* WHAT NEEDS TO BE DONE: The first line of the entries below, the line containing "mm, task, syscall::api", and every line between them should be repeated exactly, and nothing else.

----

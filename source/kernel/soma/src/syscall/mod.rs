// Copyright 2024 Open Nexus OS Contributors
// SPDX-License-Identifier: Apache-2.0

//! CONTEXT: Syscall dispatcher and error handling
//! OWNERS: @kernel-team
//! PUBLIC API: SyscallTable, Args, Error, Handler, SYSCALL_* IDs, Kernel::{syscall, complete_syscall}
//! DEPENDS_ON: cap, ipc, mm, task, syscall::api
//! INVARIANTS: Fixed MAX_SYSCALL window; stable IDs; decode/check/execute discipline;
//!             every failure maps to a stable negative code
//! ADR: docs/adr/0001-runtime-roles-and-boundaries.md

pub mod api;

use log::debug;

use crate::hal::Arch;
use crate::ipc::{IpcError, IpcStatus};
use crate::mm::MapError;
use crate::task::TaskError;
use crate::types::TaskId;
use crate::Kernel;

/// Maximum number of syscalls supported by this increment.
const MAX_SYSCALL: usize = 32;

/// Result type used by syscall handlers.
pub type SysResult<T> = Result<T, Error>;

/// Syscall arguments passed in registers a0-a5.
#[derive(Debug, Default, Clone, Copy)]
pub struct Args {
    regs: [usize; 6],
}

impl Args {
    /// Creates a new argument pack from the provided registers.
    pub const fn new(regs: [usize; 6]) -> Self {
        Self { regs }
    }

    /// Returns the raw register at `index`.
    pub fn get(&self, index: usize) -> usize {
        self.regs[index]
    }
}

/// Public syscall numbers.
pub const SYSCALL_IPC: usize = 0;
pub const SYSCALL_OPEN: usize = 1;
pub const SYSCALL_CLOSE: usize = 2;
pub const SYSCALL_LINK: usize = 3;
pub const SYSCALL_TRANSFER: usize = 4;
/// Never blocks.
pub const SYSCALL_NOTIFY: usize = 5;
pub const SYSCALL_NOP: usize = 6;
pub const SYSCALL_REDIRECT: usize = 7;
/// Graceful exit; the pager receives a `GraceExit` exception.
pub const SYSCALL_EXIT: usize = 8;
pub const SYSCALL_SET_TIMEOUT: usize = 9;
pub const SYSCALL_TASK_SELF: usize = 10;
/// Privileged.
pub const SYSCALL_TASK_DESTROY: usize = 11;
/// Privileged: move a task to another priority bucket.
pub const SYSCALL_SCHEDULE: usize = 12;
/// Privileged: install a page in a task's address space.
pub const SYSCALL_VM_MAP: usize = 13;
/// Privileged.
pub const SYSCALL_VM_UNMAP: usize = 14;
/// Privileged: translate a virtual address of a task.
pub const SYSCALL_VM_RESOLVE: usize = 15;
/// Privileged: replace or drop a task's pager.
pub const SYSCALL_SET_PAGER: usize = 16;
/// Privileged: resume a task suspended on a page fault.
pub const SYSCALL_RESUME_TASK: usize = 17;
/// Privileged: route an interrupt line to the caller.
pub const SYSCALL_LISTEN_IRQ: usize = 18;
pub const SYSCALL_UNLISTEN_IRQ: usize = 19;

/// Error returned by the dispatcher and handler stack.
#[derive(Debug, Clone, Copy, PartialEq, Eq, thiserror::Error)]
pub enum Error {
    /// Syscall number not present in the dispatch table.
    #[error("unknown system call")]
    InvalidSyscall,
    /// Caller lacks `TaskFlags::PRIVILEGED`.
    #[error("privileged system call")]
    NotPrivileged,
    #[error(transparent)]
    Ipc(#[from] IpcError),
    #[error(transparent)]
    Task(#[from] TaskError),
    #[error(transparent)]
    Map(#[from] MapError),
    /// The caller blocked; the return value is produced by `complete_syscall`.
    #[error("caller blocked")]
    Blocked,
    /// Current task terminated and should not resume.
    #[error("task exited")]
    TaskExit,
}

impl Error {
    /// Stable negative code reported to user space.
    pub const fn as_code(self) -> isize {
        match self {
            Self::InvalidSyscall => -10,
            Self::NotPrivileged => TaskError::NotAllowed.as_code(),
            Self::Ipc(err) => err.as_code(),
            Self::Task(err) => err.as_code(),
            Self::Map(err) => err.as_code(),
            Self::Blocked | Self::TaskExit => 0,
        }
    }
}

/// Type alias for a syscall handler.
pub type Handler<A> = fn(&mut api::Context<'_, A>, &Args) -> SysResult<usize>;

/// Dispatch table storing handlers by syscall number.
pub struct SyscallTable<A: Arch> {
    handlers: [Option<Handler<A>>; MAX_SYSCALL],
}

impl<A: Arch> SyscallTable<A> {
    /// Creates an empty dispatch table.
    pub fn new() -> Self {
        Self { handlers: [None; MAX_SYSCALL] }
    }

    /// Registers a handler.
    pub fn register(&mut self, number: usize, handler: Handler<A>) {
        if number < MAX_SYSCALL {
            self.handlers[number] = Some(handler);
        }
    }

    /// Returns the handler registered for `number`.
    pub fn lookup(&self, number: usize) -> SysResult<Handler<A>> {
        self.handlers.get(number).and_then(|entry| *entry).ok_or(Error::InvalidSyscall)
    }
}

impl<A: Arch> Default for SyscallTable<A> {
    fn default() -> Self {
        let mut table = Self::new();
        api::install_handlers(&mut table);
        table
    }
}

impl<A: Arch> Kernel<A> {
    /// Runs system call `number` for the current task and returns the value
    /// for its return register. `0` with the task blocked means the real
    /// result arrives through [`Kernel::complete_syscall`].
    pub fn syscall(&mut self, number: usize, args: &Args) -> isize {
        let caller = self.current();
        self.syscall_as(caller, number, args)
    }

    /// Like [`Kernel::syscall`] with an explicit caller.
    pub fn syscall_as(&mut self, caller: TaskId, number: usize, args: &Args) -> isize {
        let result = self.syscalls.lookup(number).and_then(|handler| {
            let mut ctx = api::Context::new(self, caller);
            handler(&mut ctx, args)
        });
        match result {
            Ok(value) => value as isize,
            Err(err) => {
                debug!(target: "task", "{} syscall {}: {}", caller, number, err);
                err.as_code()
            }
        }
    }

    /// Return value of a blocked IPC syscall once the task was completed.
    ///
    /// Writes a delivered message into the task's IPC buffer. `None` while
    /// the task is still waiting.
    pub fn complete_syscall(&mut self, task: TaskId) -> Option<isize> {
        let completion = self.take_completion(task)?;
        Some(match completion {
            Ok(msg) => {
                api::store_received(self, task, IpcStatus::Completed(msg));
                0
            }
            Err(err) => err.as_code(),
        })
    }
}
// Copyright 2024 Open Nexus OS Contributors
// SPDX-License-Identifier: Apache-2.0

//! CONTEXT: Asynchronous notification delivery, listen registrations and IRQ routing
//! OWNERS: @kernel-ipc-team
//! PUBLIC API: Notifications, Kernel::{notify, notify_task, listen, listen_irq, unlisten_irq, handle_irq}
//! DEPENDS_ON: ipc::engine (complete_receive), task (exceptions, listeners)
//! INVARIANTS: Never blocks the caller; bits coalesce; exception records drain before plain bits
//! ADR: docs/adr/0001-runtime-roles-and-boundaries.md

extern crate alloc;

use alloc::vec::Vec;

use bitflags::bitflags;
use log::{debug, info};

use super::{ipc_trace, IpcError, Message, MessageType};
use crate::hal::Arch;
use crate::task::{BlockReason, TaskError, TaskState};
use crate::types::{ChannelId, TaskId};
use crate::Kernel;

bitflags! {
    /// Pending asynchronous events of a task.
    #[derive(Clone, Copy, PartialEq, Eq, Debug, Default)]
    pub struct Notifications: u32 {
        const INTERRUPT = 1 << 0;
        const TIMER = 1 << 1;
        const ABORTED = 1 << 2;
        const ASYNC_REPLY = 1 << 3;
        /// A listened-to task entered a receive wait.
        const READY = 1 << 4;
        /// An exception record is queued (pagers only).
        const EXCEPTION = 1 << 5;
    }
}

impl Notifications {
    /// Bits only the kernel may raise.
    pub const KERNEL_ONLY: Self = Self::EXCEPTION;
}

impl<A: Arch> Kernel<A> {
    /// Raises `bits` on the owner of the receive-on channel behind `channel`.
    pub fn notify(
        &mut self,
        caller: TaskId,
        channel: ChannelId,
        bits: Notifications,
    ) -> Result<(), IpcError> {
        if bits.intersects(Notifications::KERNEL_ONLY) {
            return Err(IpcError::InvalidArgument);
        }
        let src = self.lookup_channel(caller, channel)?;
        let dst = self.channels.send_target(src)?;
        let target = self.channels.owner_of(dst).ok_or(IpcError::NoLongerLinked)?;
        self.notify_task(target, bits);
        Ok(())
    }

    /// Raises `bits` on `target` without blocking.
    ///
    /// A target waiting on any sender is completed immediately with a
    /// notification message; otherwise the bits accumulate. Unknown targets are
    /// ignored (interrupt and timer context may race with destruction).
    pub fn notify_task(&mut self, target: TaskId, bits: Notifications) {
        if bits.is_empty() {
            return;
        }
        let Some(task) = self.tasks.get_mut(target) else {
            debug!(target: "ipc", "notify {:?} to missing task {}", bits, target);
            return;
        };
        task.notifications |= bits;
        let state = task.state;
        self.stats.notifications += 1;
        ipc_trace!("notify {} bits={:?}", target, bits);
        if let TaskState::Blocked(BlockReason::Receiving { channel, filter }) = state {
            if filter.is_any() {
                if let Some(msg) = self.take_notification_message(target) {
                    self.complete_receive(target, channel, msg);
                }
            }
        }
    }

    /// Registers `caller` to be notified with [`Notifications::READY`] whenever
    /// the task behind `channel` starts waiting to receive.
    pub fn listen(&mut self, caller: TaskId, channel: ChannelId) -> Result<(), IpcError> {
        let src = self.lookup_channel(caller, channel)?;
        let dst = self.channels.send_target(src)?;
        let target = self.channels.owner_of(dst).ok_or(IpcError::NoLongerLinked)?;
        let listener = self.tasks.task_ref(caller).ok_or(IpcError::InvalidArgument)?;
        if target == caller {
            return Err(IpcError::InvalidArgument);
        }
        let target_task = self.tasks.live_mut(target);
        target_task.listeners.insert(listener);
        let receiving = matches!(target_task.state, TaskState::Blocked(BlockReason::Receiving { .. }));
        if receiving {
            self.notify_task(caller, Notifications::READY);
        }
        Ok(())
    }

    /// Tells every live listener of `task` that it now waits to receive.
    pub(crate) fn announce_receiving(&mut self, task: TaskId) {
        let listeners: Vec<_> = self.tasks.live_mut(task).listeners.iter().copied().collect();
        for listener in listeners {
            if self.tasks.resolve(listener).is_some() {
                self.notify_task(listener.id, Notifications::READY);
            } else {
                self.tasks.live_mut(task).listeners.remove(&listener);
            }
        }
    }

    /// Builds the kernel message that drains pending notifications of `task`.
    ///
    /// Queued exception records are delivered one per message before the
    /// remaining bits.
    pub(crate) fn take_notification_message(&mut self, task: TaskId) -> Option<Message> {
        let t = self.tasks.live_mut(task);
        if t.notifications.contains(Notifications::EXCEPTION) {
            if let Some(exception) = t.exceptions.pop_front() {
                if t.exceptions.is_empty() {
                    t.notifications.remove(Notifications::EXCEPTION);
                }
                return Some(exception.to_message());
            }
            t.notifications.remove(Notifications::EXCEPTION);
        }
        if t.notifications.is_empty() {
            return None;
        }
        let mut msg = Message::empty(MessageType::NOTIFICATION);
        msg.notifications = core::mem::take(&mut t.notifications);
        Some(msg)
    }

    /// Routes interrupt line `irq` to `task` as [`Notifications::INTERRUPT`].
    pub fn listen_irq(&mut self, task: TaskId, irq: u32) -> Result<(), TaskError> {
        let owner = self.tasks.task_ref(task).ok_or(TaskError::InvalidTask)?;
        if let Some(existing) = self.irqs.get(&irq) {
            if self.tasks.resolve(*existing).is_some() && existing.id != task {
                return Err(TaskError::IrqInUse);
            }
        }
        self.irqs.insert(irq, owner);
        self.arch.enable_irq(irq);
        info!(target: "irq", "irq {} routed to {}", irq, task);
        Ok(())
    }

    /// Drops the routing of `irq` if `task` owns it.
    pub fn unlisten_irq(&mut self, task: TaskId, irq: u32) -> Result<(), TaskError> {
        match self.irqs.get(&irq) {
            Some(owner) if owner.id == task => {
                self.irqs.remove(&irq);
                self.arch.disable_irq(irq);
                Ok(())
            }
            _ => Err(TaskError::NotAllowed),
        }
    }

    /// Interrupt entry: notifies the owner of `irq`, if any.
    pub fn handle_irq(&mut self, irq: u32) {
        let Some(owner) = self.irqs.get(&irq).copied() else {
            debug!(target: "irq", "spurious irq {}", irq);
            return;
        };
        if self.tasks.resolve(owner).is_some() {
            self.notify_task(owner.id, Notifications::INTERRUPT);
        } else {
            self.irqs.remove(&irq);
            self.arch.disable_irq(irq);
        }
    }
}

----

* EXERCISE SOLUTION:
filename source/kernel/soma/src/syscall/mod.rs
// Copyright 2024 Open Nexus OS Contributors
// SPDX-License-Identifier: Apache-2.0

//! CONTEXT: Syscall dispatcher and error handling
//! OWNERS: @kernel-team
//! PUBLIC API: SyscallTable, Args, Error, Handler, SYSCALL_* IDs, Kernel::{syscall, complete_syscall}
//! DEPENDS_ON: cap, ipc, mm, task, syscall::api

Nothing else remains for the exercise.